In Vitro Propagation of Aconitum violaceum Jacq. ex Stapf through Seed Culture and Somatic Embryogenesis

Abstract

Aconitum violaceum Jacq. ex Stapf is a threatened medicinal plant with restricted global distribution. The highest frequency of seed germination was recorded on Murashige and Skoog’s (MS) basal medium, supplemented with 0.5 mg L−1 kinetin with a germination rate of 77.32% and mean germination time of 27 days. Among the various plant growth regulators examined, 0.1 mg L−1 kinetin (Kn) + 0.5 mg L−1 indole-3-acetic acid (IAA) proved to be effective for maximum embryogenic callus production (51.0%) within 31 days of inoculation.
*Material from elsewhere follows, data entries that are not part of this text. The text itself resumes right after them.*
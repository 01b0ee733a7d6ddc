//! Extraction orchestration
//!
//! Composes segmentation, mention detection, URL assignment, sentiment
//! scoring and competitive classification into per-project extraction.

use std::collections::HashSet;
use std::sync::Arc;

use citelens_core::{
    Citation, CitelensError, CompetitiveContext, CompetitorCitations, Entity, EntityKind,
    ExtractionConfig, ProjectExtraction, Result, Sentence, Sentiment,
};

use crate::competitive::CompetitiveClassifier;
use crate::lexicon::Lexicon;
use crate::mention::{detect_mentions, validate_entity_name};
use crate::segment::segment_sentences;
use crate::sentiment::{LexiconSentiment, SentimentScore};
use crate::urls::{assign_urls, url_records};
use crate::SentimentClassifier;

/// Citation extraction engine.
///
/// Holds only immutable classification data, so one instance can be shared
/// across threads behind an `Arc`.
pub struct ExtractionOrchestrator {
    scorer: LexiconSentiment,
    sentiment: Arc<dyn SentimentClassifier>,
    competitive: CompetitiveClassifier,
}

impl ExtractionOrchestrator {
    /// Create an orchestrator over the builtin lexicon
    pub fn new() -> Result<Self> {
        Ok(Self::with_lexicon(Lexicon::builtin()?))
    }

    /// Create an orchestrator over a custom lexicon
    pub fn with_lexicon(lexicon: Arc<Lexicon>) -> Self {
        let scorer = LexiconSentiment::with_lexicon(Arc::clone(&lexicon));
        Self {
            sentiment: Arc::new(scorer.clone()),
            competitive: CompetitiveClassifier::with_lexicon(lexicon),
            scorer,
        }
    }

    /// Create an orchestrator from configuration
    pub fn from_config(config: &ExtractionConfig) -> Result<Self> {
        match &config.lexicon_path {
            Some(path) => {
                let lexicon = Lexicon::from_file(path)?;
                tracing::info!(
                    "Loaded lexicon {} from {}",
                    lexicon.version(),
                    path.display()
                );
                Ok(Self::with_lexicon(Arc::new(lexicon)))
            }
            None => Self::new(),
        }
    }

    /// Replace the sentiment classifier
    pub fn with_sentiment_classifier(mut self, classifier: Arc<dyn SentimentClassifier>) -> Self {
        self.sentiment = classifier;
        self
    }

    pub fn lexicon(&self) -> &Lexicon {
        self.scorer.lexicon()
    }

    /// Extract citations of one entity from a response
    pub fn extract_citations(
        &self,
        text: &str,
        entity_name: &str,
        citation_urls: &[String],
    ) -> Result<Vec<Citation>> {
        let sentences = segment_sentences(text);
        self.citations_for(&sentences, entity_name, citation_urls)
    }

    /// Classify the sentiment of a sentence
    pub fn analyze_sentiment(&self, text: &str) -> Sentiment {
        self.sentiment.classify(text)
    }

    /// Lexicon scores for a sentence.
    ///
    /// These always come from the lexicon scorer. After
    /// [`with_sentiment_classifier`](Self::with_sentiment_classifier) they no
    /// longer explain the label returned by `analyze_sentiment`.
    pub fn sentiment_score(&self, text: &str) -> SentimentScore {
        self.scorer.score(text)
    }

    /// True if the text names the brand alongside comparison language
    pub fn check_if_compared_with_brand(&self, text: &str, brand_name: &str) -> bool {
        self.competitive.compared_with_brand(text, brand_name)
    }

    /// Classify how the text frames the competitor against the brand
    pub fn classify_competitive_context(
        &self,
        text: &str,
        brand_name: &str,
        competitor_name: &str,
    ) -> CompetitiveContext {
        self.competitive.classify(text, brand_name, competitor_name)
    }

    /// Extract brand and competitor citations for one project.
    ///
    /// The response is segmented once. Inactive competitors are skipped.
    /// Every supplied URL is kept as a raw URL record whether or not any
    /// mention was found.
    pub fn extract_project(
        &self,
        text: &str,
        brand: &Entity,
        competitors: &[Entity],
        citation_urls: &[String],
    ) -> Result<ProjectExtraction> {
        validate_project(brand, competitors)?;

        let sentences = segment_sentences(text);
        tracing::debug!(
            "Segmented response into {} sentences for brand {}",
            sentences.len(),
            brand.name
        );

        let brand_citations = self.citations_for(&sentences, &brand.name, citation_urls)?;

        let mut competitor_citations = Vec::new();
        for competitor in competitors.iter().filter(|c| c.active) {
            let mut citations = self.citations_for(&sentences, &competitor.name, citation_urls)?;
            for citation in &mut citations {
                self.competitive
                    .annotate(citation, &brand.name, &competitor.name);
            }
            tracing::debug!(
                "Competitor {}: {} citations",
                competitor.name,
                citations.len()
            );
            competitor_citations.push(CompetitorCitations {
                competitor: competitor.clone(),
                citations,
            });
        }

        let extraction = ProjectExtraction {
            brand_name: brand.name.clone(),
            brand: brand_citations,
            competitors: competitor_citations,
            url_records: url_records(citation_urls),
        };

        tracing::debug!(
            "Extracted {} mentions and {} url records",
            extraction.mention_count(),
            extraction.url_records.len()
        );

        Ok(extraction)
    }

    /// Detect, attach URLs and score sentiment for one entity
    fn citations_for(
        &self,
        sentences: &[Sentence],
        entity_name: &str,
        citation_urls: &[String],
    ) -> Result<Vec<Citation>> {
        let mut citations = detect_mentions(sentences, entity_name)?;
        assign_urls(&mut citations, citation_urls);
        for citation in &mut citations {
            citation.sentiment = Some(self.sentiment.classify(&citation.text));
        }
        Ok(citations)
    }
}

impl SentimentClassifier for ExtractionOrchestrator {
    fn classify(&self, sentence: &str) -> Sentiment {
        self.analyze_sentiment(sentence)
    }
}

impl std::fmt::Debug for ExtractionOrchestrator {
    fn fmt(&self, f: &mut std::fmt::Formatter<'_>) -> std::fmt::Result {
        f.debug_struct("ExtractionOrchestrator")
            .field("lexicon_version", &self.lexicon().version())
            .finish_non_exhaustive()
    }
}

/// Check entity kinds, names and competitor uniqueness
fn validate_project(brand: &Entity, competitors: &[Entity]) -> Result<()> {
    if brand.kind != EntityKind::Brand {
        return Err(CitelensError::InvalidInput(format!(
            "{} is a {}, expected a brand",
            brand.name, brand.kind
        )));
    }
    validate_entity_name(&brand.name)?;

    let mut seen = HashSet::new();
    for competitor in competitors {
        if competitor.kind != EntityKind::Competitor {
            return Err(CitelensError::InvalidInput(format!(
                "{} is a {}, expected a competitor",
                competitor.name, competitor.kind
            )));
        }
        validate_entity_name(&competitor.name)?;
        if !seen.insert(competitor.name.trim().to_lowercase()) {
            return Err(CitelensError::InvalidInput(format!(
                "competitor {} is listed twice",
                competitor.name
            )));
        }
    }
    Ok(())
}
The conversion rate of somatic embryos into complete plantlets was highest in the MS medium augmented with 0.1 mg L−1 Kn + 0.5 mg L−1 IAA (68.00%), with an average root initiation time of 25 days. The rooted plantlets were subsequently hardened into jiffy pots with a combination of loamy soil, coco-peat, and vermicompost (1:1:1 v/v), and then transplanted into a greenhouse with a 60% survival rate. To our knowledge, this is the first study on direct in vitro propagation and embryogenic callus induction from seeds. The established regeneration protocol could be employed to propagate A. violaceum on a large scale in a short time. This would contribute significantly to its rapid propagation and germplasm conservation, and establish a framework for the domestication of this highly valued threatened medicinal plant.